È in quel momento che le è nato il desiderio di scrivere? "A parte i temi a scuola non scrivevo nulla. Ma anche se non ho mai avuto un diario, sapevo che mi sarebbe piaciuto scrivere e raccontare". Perché è voluto partire dall’estate del 2020? "Perché è stata un’estate abbastanza tranquilla. Sono partito da questo momento per dare un messaggio a quei giovani che dopo il lockdown si sono un po' chiusi in se stessi, non hanno ambizioni, sogni, non hanno più voglia di produrre qualcosa. Ho voluto dare loro questo messaggio: ok, fortunatamente il peggio è passato, ora bisogna ripartire, essere più produttivi in qualsiasi senso". Che anno di scuola frequentava al tempo del lockdown? "La quarta superiore. L’anno successivo, con tutte le zone rosse e gialle, abbiamo frequentato pochissimo la scuola, se non nel periodo sotto la maturità, da metà aprile a giugno. Questo diario l’ho scritto da inizio giugno 2020, a fine quarta, proprio dall’ultimo giorno di Dad, fino a fine agosto”. Come nasce l’idea del secondo libro? "L’ho scritto per lanciare un messaggio ben preciso: saper riconoscere il limite tra uso e abuso – droghe, alcol, fumo – e in qualsiasi altra circostanza, dall’andar forte in macchina al gioco d’azzardo. Ma anche negli atteggiamenti, nel modo di porsi, c’è bisogno di trovare un equilibrio tale da farsi rispettare senza incappare in gravi errori".
Andrea Ghidotti

Per Ghidotti la pandemia ha rappresentato un periodo molto difficile dal punto di vista psicologico, che ha deciso di raccontare (Instagram)

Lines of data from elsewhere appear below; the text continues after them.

//! streamq daemon - Main Entry Point
//! Runs a demo order producer and consumer against an in-memory stream

mod orders;
mod settings;

use anyhow::{Context, Result};
use std::sync::Arc;
use std::time::Duration;
use tracing::{error, info, warn};
use tracing_subscriber::{fmt, layer::SubscriberExt, util::SubscriberInitExt, EnvFilter};

use settings::DaemonConfig;
use streamq_core::port::{SystemTimeProvider, TimeProvider};
use streamq_core::{shutdown_channel, Queue, QueueError, VERSION};
use streamq_infra_memory::MemoryStreamStore;

#[tokio::main]
async fn main() -> Result<()> {
    // 1. Initialize logging (JSON for production, pretty for development)
    let log_format = std::env::var("STREAMQ_LOG_FORMAT").unwrap_or_else(|_| "pretty".to_string());

    let env_filter = EnvFilter::try_from_default_env()
        .or_else(|_| EnvFilter::try_new("streamq=info"))
        .context("Failed to create env filter")?;

    match log_format.as_str() {
        "json" => {
            tracing_subscriber::registry()
                .with(env_filter)
                .with(fmt::layer().json())
                .init();
        }
        _ => {
            tracing_subscriber::registry()
                .with(env_filter)
                .with(fmt::layer().pretty())
                .init();
        }
    }

    info!("streamq daemon v{} starting...", VERSION);

    // 2. Load configuration
    let cfg = DaemonConfig::load()?;
    info!(
        stream = %cfg.stream,
        group = %cfg.group,
        workers = cfg.concurrent_size,
        max_retries = cfg.max_retries,
        "Configuration loaded"
    );

    // 3. Setup dependencies (DI wiring)
    let time_provider: Arc<dyn TimeProvider> = Arc::new(SystemTimeProvider);
    let store = Arc::new(MemoryStreamStore::with_time_provider(time_provider));
    let queue = Queue::new(store, cfg.stream.clone(), cfg.stream_options());

    let (shutdown_tx, shutdown_rx) = shutdown_channel();

    // 4. Start consumer
    let consumer_name = cfg.consumer_name();
    info!(consumer = %consumer_name, "Starting consumer...");
    let consumer_handle = {
        let queue = queue.clone();
        let ctx = shutdown_rx.clone();
        let group = cfg.group.clone();
        let handler = orders::order_handler(Duration::from_millis(cfg.work_ms), cfg.fail_every);
        let opts = cfg.consumer_options();
        tokio::spawn(async move {
            match queue.consume(ctx, &group, &consumer_name, handler, opts).await {
                Ok(()) | Err(QueueError::Cancelled | QueueError::QueueClosed) => {}
                Err(e) => error!(error = %e, "Consumer failed"),
            }
        })
    };

    // 5. Start producer
    let producer_handle = if cfg.publish_interval_ms > 0 {
        info!(interval_ms = cfg.publish_interval_ms, "Starting producer...");
        Some(tokio::spawn(orders::produce(
            queue.clone(),
            shutdown_rx.clone(),
            Duration::from_millis(cfg.publish_interval_ms),
        )))
    } else {
        None
    };

    info!("System ready. Press Ctrl+C to shutdown");

    // 6. Wait for shutdown signal
    tokio::signal::ctrl_c().await?;
    info!("Shutdown signal received. Exiting gracefully...");

    // 7. Graceful shutdown
    shutdown_tx.shutdown();
    if let Some(handle) = producer_handle {
        let _ = handle.await;
    }
    if let Err(e) = queue.close().await {
        warn!(error = %e, "Queue did not drain cleanly");
    }
    let _ = tokio::time::timeout(Duration::from_secs(5), consumer_handle).await;

    info!("Shutdown complete.");
    Ok(())
}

Pensa che la rappresentazione che i media danno della Generazione Z rispecchi la realtà? "In parte è sbagliata e in parte no. Si va sempre a criticare e a puntare il dito, com’è nell’indole dell’essere umano, e si valorizzano poco i giovani molto in gamba. Fa più notizia un ragazzo che crea dei casini o fa cose negative, rispetto a coloro che mandano segnali positivi. Questo lo ritengo sbagliato". Progetti futuri? "Son al secondo anno di Scienze della Comunicazione, ho iniziato a lavorare come giornalista sportivo nel weekend. Vorrei portare avanti entrambi le mie passioni, quella dello sport e del calcio, e quella della scrittura". A chi si rivolgono questi due libri? "Sono indirizzati soprattutto ai giovani, ma secondo me sono importanti anche per gli adulti, perché – soprattutto leggendo ‘Non mi prenderanno mai’ – possono entrare nel nostro mondo, capire certe dinamiche, come la pensiamo su certi temi. Il mio obiettivo è infatti presentarlo nelle scuole e parlarne ai docenti, per far sì che possano entrare sempre di più nella testa degli alunni e sappiano come porsi in determinate situazioni".